MATERIAL SUPPLIED —

*** Block opens ***

use bt_domain::config::{Config, ConfigSeverity};

/// Validate the config and print any issues. Returns `false` when at least
/// one issue is an error.
pub fn validate(config: &Config, config_path: &str) -> bool {
    let issues = config.validate();

    if issues.is_empty() {
        println!("Config OK ({config_path})");
        return true;
    }

    let errors = issues
        .iter()
        .filter(|e| e.severity == ConfigSeverity::Error)
        .count();
    for issue in &issues {
        println!("{issue}");
    }
    println!(
        "\n{} error(s), {} warning(s) in {config_path}",
        errors,
        issues.len() - errors,
    );

    errors == 0
}

/// Dump the resolved config (defaults and env overrides applied) as TOML.
/// Inline API keys are masked.
pub fn show(config: &Config) -> anyhow::Result<()> {
    let mut redacted = config.clone();
    for p in &mut redacted.providers {
        if p.auth.key.is_some() {
            p.auth.key = Some("********".into());
        }
    }
    if redacted.title.api_key.is_some() {
        redacted.title.api_key = Some("********".into());
    }
    print!("{}", toml::to_string_pretty(&redacted)?);
    Ok(())
}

*** Block closes ***

ASSIGNMENT —
Pick every line of the data that includes the string "title".

RESULT OF THIS TASK —
    if redacted.title.api_key.is_some() {
        redacted.title.api_key = Some("********".into());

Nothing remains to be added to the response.